Custom client packages are supported too - you can point MCLC at a zip file containing pre-configured game data and have it extract on launch. Not recommended for production (distribution is a headache), but useful for testing.
Common Gotchas and Rough Edges
First gotcha: authentication. Microsoft's auth endpoints can be flaky. Test your error handling obsessively. Failed auth doesn't always fail gracefully.
Second, OS detection usually works, but on Linux you might need to explicitly set os: "linux" in your options. Same applies if you're on unusual architecture.
Third, MCLC only launches vanilla Minecraft. It doesn't handle mod downloading, jar patching, or resource pack installation. If you're building a modpack launcher, you need separate logic for all that. MCLC is the final step in your pipeline, not the whole thing.
Custom resource packs trip people up. MCLC doesn't validate or auto-download them. You manage those independently and drop them in the resourcepacks folder yourself.
Also: caching. MCLC caches downloaded files in a .cache directory by default. If you're distributing a launcher to end users, this can grow large over time. Real talk, document that.

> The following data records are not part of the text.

pub mod settings;
pub mod types;

pub use settings::*;
pub use types::*;
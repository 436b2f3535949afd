//! Example server: registers two models, picks PostgreSQL when DATABASE_URL is set (in-memory
//! otherwise), ensures tables and serves the API.
//!
//! Identity comes from `X-User-Id`, `X-User-Label` and `X-User-Roles` headers, as set by an
//! authenticating proxy.

use resource_sdk::{
    app, impl_model, AppState, MemoryStore, Operation, PermissionTable, PgStore, Registry, ResourceConfig, Role,
    Settings, Store, SystemData, ValidationRule,
};
use serde::{Deserialize, Serialize};
use std::sync::Arc;
use tokio::net::TcpListener;
use tracing_subscriber::EnvFilter;
use utoipa::ToSchema;

#[derive(Clone, Debug, Default, Serialize, Deserialize, ToSchema)]
#[serde(default)]
struct Contact {
    #[serde(flatten)]
    system: SystemData,
    name: String,
    email: String,
    phone: Option<String>,
}
impl_model!(Contact);

#[derive(Clone, Debug, Default, Serialize, Deserialize, ToSchema)]
#[serde(default)]
struct BlogPost {
    #[serde(flatten)]
    system: SystemData,
    title: String,
    body: String,
    status: String,
}
impl_model!(BlogPost);

fn registry(base_path: &str) -> Result<Registry, Box<dyn std::error::Error>> {
    let mut registry = Registry::new(base_path)?;
    registry.register::<Contact>(
        ResourceConfig::new()
            .permissions(
                PermissionTable::new()
                    .grant_all(Role::admin())
                    .grant(Role::visitor(), Operation::ALL),
            )
            .rule(
                "name",
                ValidationRule {
                    required: Some(true),
                    max_length: Some(120),
                    ..Default::default()
                },
            )
            .rule(
                "email",
                ValidationRule {
                    required: Some(true),
                    format: Some("email".into()),
                    ..Default::default()
                },
            ),
    )?;
    registry.register::<BlogPost>(
        ResourceConfig::new()
            .permissions(
                PermissionTable::new()
                    .grant_all(Role::admin())
                    .grant(Role::visitor(), [Operation::Read]),
            )
            .rule(
                "title",
                ValidationRule {
                    required: Some(true),
                    ..Default::default()
                },
            )
            .rule(
                "status",
                ValidationRule {
                    allowed: Some(vec!["draft".into(), "published".into()]),
                    ..Default::default()
                },
            ),
    )?;
    Ok(registry)
}

#[tokio::main]
async fn main() -> Result<(), Box<dyn std::error::Error>> {
    tracing_subscriber::fmt()
        .with_env_filter(EnvFilter::from_default_env().add_directive("resource_sdk=info".parse()?))
        .init();

    let settings = Settings::load()?;
    let store: Arc<dyn Store> = if settings.database_url.is_some() {
        Arc::new(PgStore::connect(&settings).await?)
    } else {
        tracing::warn!("DATABASE_URL not set, using in-memory store");
        Arc::new(MemoryStore::new())
    };

    let registry = registry(&settings.api_base_path)?;
    registry.ensure_tables(store.as_ref()).await?;

    let listener = TcpListener::bind(&settings.bind_addr).await?;
    let state = AppState::new(store, registry, settings);
    tracing::info!("listening on {}", listener.local_addr()?);
    axum::serve(listener, app(state)).await?;
    Ok(())
}
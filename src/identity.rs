//! Identity context. Authentication happens upstream; the pipeline only sees a resolved [`Actor`]
//! in the request extensions.

use crate::permissions::Role;
use axum::{extract::Request, http::HeaderMap, middleware::Next, response::Response};

pub const USER_ID_HEADER: &str = "X-User-Id";
pub const USER_LABEL_HEADER: &str = "X-User-Label";
/// Comma-separated role names.
pub const USER_ROLES_HEADER: &str = "X-User-Roles";

/// The caller of a request.
#[derive(Clone, Debug, PartialEq, Eq)]
pub struct Actor {
    pub id: String,
    /// Display label, usually an email.
    pub label: String,
    pub roles: Vec<Role>,
}

impl Actor {
    pub fn new(id: impl Into<String>, label: impl Into<String>, roles: Vec<Role>) -> Self {
        Actor {
            id: id.into(),
            label: label.into(),
            roles,
        }
    }

    pub fn is_admin(&self) -> bool {
        self.roles.iter().any(Role::is_admin)
    }
}

/// Middleware that trusts identity headers set by an authenticating proxy. Requests without
/// `X-User-Id` pass through with no actor attached.
pub async fn trusted_headers(mut req: Request, next: Next) -> Response {
    if let Some(actor) = actor_from(req.headers()) {
        req.extensions_mut().insert(actor);
    }
    next.run(req).await
}

/// Actor described by the identity headers, if `X-User-Id` is present.
pub fn actor_from(headers: &HeaderMap) -> Option<Actor> {
    let header = |name: &str| {
        headers
            .get(name)
            .and_then(|v| v.to_str().ok())
            .map(|s| s.trim().to_string())
            .filter(|s| !s.is_empty())
    };
    let id = header(USER_ID_HEADER)?;
    let label = header(USER_LABEL_HEADER).unwrap_or_default();
    let roles = header(USER_ROLES_HEADER)
        .map(|raw| parse_roles(&raw))
        .unwrap_or_default();
    Some(Actor::new(id, label, roles))
}

fn parse_roles(raw: &str) -> Vec<Role> {
    raw.split(',')
        .map(str::trim)
        .filter(|s| !s.is_empty())
        .map(Role::from)
        .collect()
}

#[cfg(test)]
mod tests {
    use super::*;
    use axum::{body::Body, http::Request as HttpRequest, routing::get, Extension, Router};
    use tower::ServiceExt;

    #[test]
    fn admin_role_marks_admin() {
        assert!(Actor::new("1", "a", vec![Role::visitor(), Role::admin()]).is_admin());
        assert!(!Actor::new("1", "a", vec![Role::visitor()]).is_admin());
    }

    #[test]
    fn roles_header_is_comma_separated() {
        assert_eq!(parse_roles(" admin, visitor ,,"), vec![Role::admin(), Role::visitor()]);
    }

    #[test]
    fn actor_needs_a_user_id() {
        let mut headers = HeaderMap::new();
        headers.insert(USER_ROLES_HEADER, "admin".parse().unwrap());
        assert!(actor_from(&headers).is_none());

        headers.insert(USER_ID_HEADER, " u7 ".parse().unwrap());
        let actor = actor_from(&headers).unwrap();
        assert_eq!(actor.id, "u7");
        assert_eq!(actor.label, "");
        assert!(actor.is_admin());
    }

    #[tokio::test]
    async fn headers_become_an_actor() {
        let app = Router::new()
            .route(
                "/",
                get(|actor: Option<Extension<Actor>>| async move {
                    actor.map(|Extension(a)| format!("{}|{}|{}", a.id, a.label, a.roles.len())).unwrap_or_default()
                }),
            )
            .layer(axum::middleware::from_fn(trusted_headers));

        let req = HttpRequest::builder()
            .uri("/")
            .header(USER_ID_HEADER, "u1")
            .header(USER_LABEL_HEADER, "ada@example.com")
            .header(USER_ROLES_HEADER, "visitor,admin")
            .body(Body::empty())
            .unwrap();
        let res = app.clone().oneshot(req).await.unwrap();
        let body = axum::body::to_bytes(res.into_body(), usize::MAX).await.unwrap();
        assert_eq!(&body[..], b"u1|ada@example.com|2");

        let res = app
            .oneshot(HttpRequest::builder().uri("/").body(Body::empty()).unwrap())
            .await
            .unwrap();
        let body = axum::body::to_bytes(res.into_body(), usize::MAX).await.unwrap();
        assert!(body.is_empty());
    }
}
//! Request-time services: the CRUD pipeline and the engines it drives.

pub mod audit;
pub mod crud;
pub mod diff;
pub mod validation;

pub use audit::{AuditAction, AuditLog, HistoryEntry, HISTORY_TABLE};
pub use crud::{CrudService, ListQuery};
pub use diff::{diff, diff_records, ChangeMap};
pub use validation::{FieldError, ValidationResult, Validator, ValidatorChain};
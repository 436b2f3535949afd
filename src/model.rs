//! Model capabilities: what a type must provide to be registered as a resource.
//!
//! Instead of runtime reflection, a model declares its name ([`Nameable`]) and exposes its
//! [`SystemData`] ([`Entity`]); identity and ownership come from there. Everything else the
//! registry needs (field keys, generic records) is derived from the serde shape of the type.

use chrono::{DateTime, Utc};
use serde::de::DeserializeOwned;
use serde::{Deserialize, Serialize};
use serde_json::{Map, Value};
use utoipa::ToSchema;

/// Generic key -> value representation of an entity. Used for validation, diffing and storage.
pub type Record = Map<String, Value>;

/// Storage-assigned identifier.
pub type EntityId = i64;

/// Wire names of the system fields every entity carries.
pub const FIELD_ID: &str = "ID";
pub const FIELD_CREATED_AT: &str = "CreatedAt";
pub const FIELD_UPDATED_AT: &str = "UpdatedAt";
pub const FIELD_DELETED_AT: &str = "DeletedAt";
pub const FIELD_CREATED_BY: &str = "CreatedByID";
pub const FIELD_UPDATED_BY: &str = "UpdatedByID";

/// System fields a client may never set directly.
pub const RESTRICTED_FIELDS: &[&str] = &[
    FIELD_ID,
    FIELD_CREATED_AT,
    FIELD_UPDATED_AT,
    FIELD_DELETED_AT,
    FIELD_CREATED_BY,
    FIELD_UPDATED_BY,
];

/// Identity, ownership, soft-delete marker and timestamps. Flatten into a model with
/// `#[serde(flatten)] pub system: SystemData`.
#[derive(Clone, Debug, Default, PartialEq, Serialize, Deserialize, ToSchema)]
pub struct SystemData {
    #[serde(rename = "ID", default)]
    pub id: i64,
    #[serde(rename = "CreatedAt", default)]
    pub created_at: Option<DateTime<Utc>>,
    #[serde(rename = "UpdatedAt", default)]
    pub updated_at: Option<DateTime<Utc>>,
    #[serde(rename = "DeletedAt", default)]
    pub deleted_at: Option<DateTime<Utc>>,
    #[serde(rename = "CreatedByID", default)]
    pub created_by_id: String,
    #[serde(rename = "UpdatedByID", default)]
    pub updated_by_id: String,
}

/// Canonical PascalCase singular name of a model, e.g. `BlogPost`.
pub trait Nameable {
    const NAME: &'static str;
}

/// Access to the embedded [`SystemData`].
pub trait Entity {
    fn system(&self) -> &SystemData;
}

pub trait Identifiable {
    /// `None` until storage has assigned an id.
    fn id(&self) -> Option<EntityId>;
}

pub trait Ownable {
    fn created_by(&self) -> Option<&str>;
}

impl<T: Entity> Identifiable for T {
    fn id(&self) -> Option<EntityId> {
        let id = self.system().id;
        (id != 0).then_some(id)
    }
}

impl<T: Entity> Ownable for T {
    fn created_by(&self) -> Option<&str> {
        let by = self.system().created_by_id.as_str();
        (!by.is_empty()).then_some(by)
    }
}

/// Everything the registry requires of a model type.
pub trait Model:
    Nameable + Entity + Serialize + DeserializeOwned + Default + ToSchema + Send + Sync + 'static
{
}

impl<T> Model for T where
    T: Nameable + Entity + Serialize + DeserializeOwned + Default + ToSchema + Send + Sync + 'static
{
}

/// Implements [`Nameable`] (name = type name) and [`Entity`] (via a `system` field) for a struct.
///
/// ```ignore
/// #[derive(Default, Serialize, Deserialize, ToSchema)]
/// #[serde(default)]
/// struct Post {
///     #[serde(flatten)]
///     system: SystemData,
///     title: String,
/// }
/// resource_sdk::impl_model!(Post);
/// ```
#[macro_export]
macro_rules! impl_model {
    ($ty:ident) => {
        $crate::impl_model!($ty, system);
    };
    ($ty:ident, $field:ident) => {
        impl $crate::model::Nameable for $ty {
            const NAME: &'static str = stringify!($ty);
        }
        impl $crate::model::Entity for $ty {
            fn system(&self) -> &$crate::model::SystemData {
                &self.$field
            }
        }
    };
}

/// Serialize any value into a generic record. Fails when the value is not a JSON object.
pub fn to_record<T: Serialize + ?Sized>(value: &T) -> Result<Record, serde_json::Error> {
    match serde_json::to_value(value)? {
        Value::Object(map) => Ok(map),
        other => Err(serde::ser::Error::custom(format!(
            "expected an object, got {}",
            json_type_name(&other)
        ))),
    }
}

/// Round-trip a record through the model type: rejects wrongly typed fields and fills
/// omitted ones with the model's defaults.
pub fn normalize<T: Model>(record: Record) -> Result<Record, serde_json::Error> {
    let typed: T = serde_json::from_value(Value::Object(record))?;
    to_record(&typed)
}

/// Serializable field keys of a model, in serialization order of its default value.
pub fn field_keys<T: Model>() -> Result<Vec<String>, serde_json::Error> {
    Ok(to_record(&T::default())?.keys().cloned().collect())
}

/// Remove client-supplied system fields from an inbound body.
pub fn strip_restricted(record: &mut Record) {
    for key in RESTRICTED_FIELDS {
        record.remove(*key);
    }
}

/// Read the id of a generic record as a string; empty when absent or null.
pub fn record_id(record: &Record) -> String {
    match record.get(FIELD_ID) {
        None | Some(Value::Null) => String::new(),
        Some(Value::String(s)) => s.clone(),
        Some(other) => other.to_string(),
    }
}

pub(crate) fn json_type_name(v: &Value) -> &'static str {
    match v {
        Value::Null => "null",
        Value::Bool(_) => "boolean",
        Value::Number(_) => "number",
        Value::String(_) => "string",
        Value::Array(_) => "array",
        Value::Object(_) => "object",
    }
}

Alternatives and When You'd Use Them
There's no direct equivalent in the JavaScript ecosystem that's as complete. Some developers parse Mojang's launcher JSON format directly and roll their own version manager - but that's lower-level and requires you to handle downloads yourself. MCLC wraps all that complexity.
For web-based launchers (running in a browser), you can't use MCLC directly. You'd need a backend service running Node.js that MCLC executes on, then ship download links to clients.
If you're building a modpack launcher specifically, CurseForge and Modrinth both have APIs for mod metadata. Those work alongside MCLC, not instead of it. MCLC handles Minecraft; those APIs handle the mod layer.
Worth The Setup?
Building a custom launcher is a real project. MCLC handles the complicated part - Minecraft integration - but you're still responsible for UI, mod management, version metadata, distribution, and support. That said, if you're serious about launcher development, MCLC saves massive amounts of time and gets you past the hardest technical hurdle.
And if you're interested in deep customization of the Minecraft experience itself, check out our Minecraft Skin Creator for designing custom player skins, or our Minecraft Block Search for exploring block properties when you're setting up launcher defaults or custom world generation.
The project is MIT licensed, has a Discord server if you get stuck, and the code is straightforward enough to fork or patch if you need something slightly different.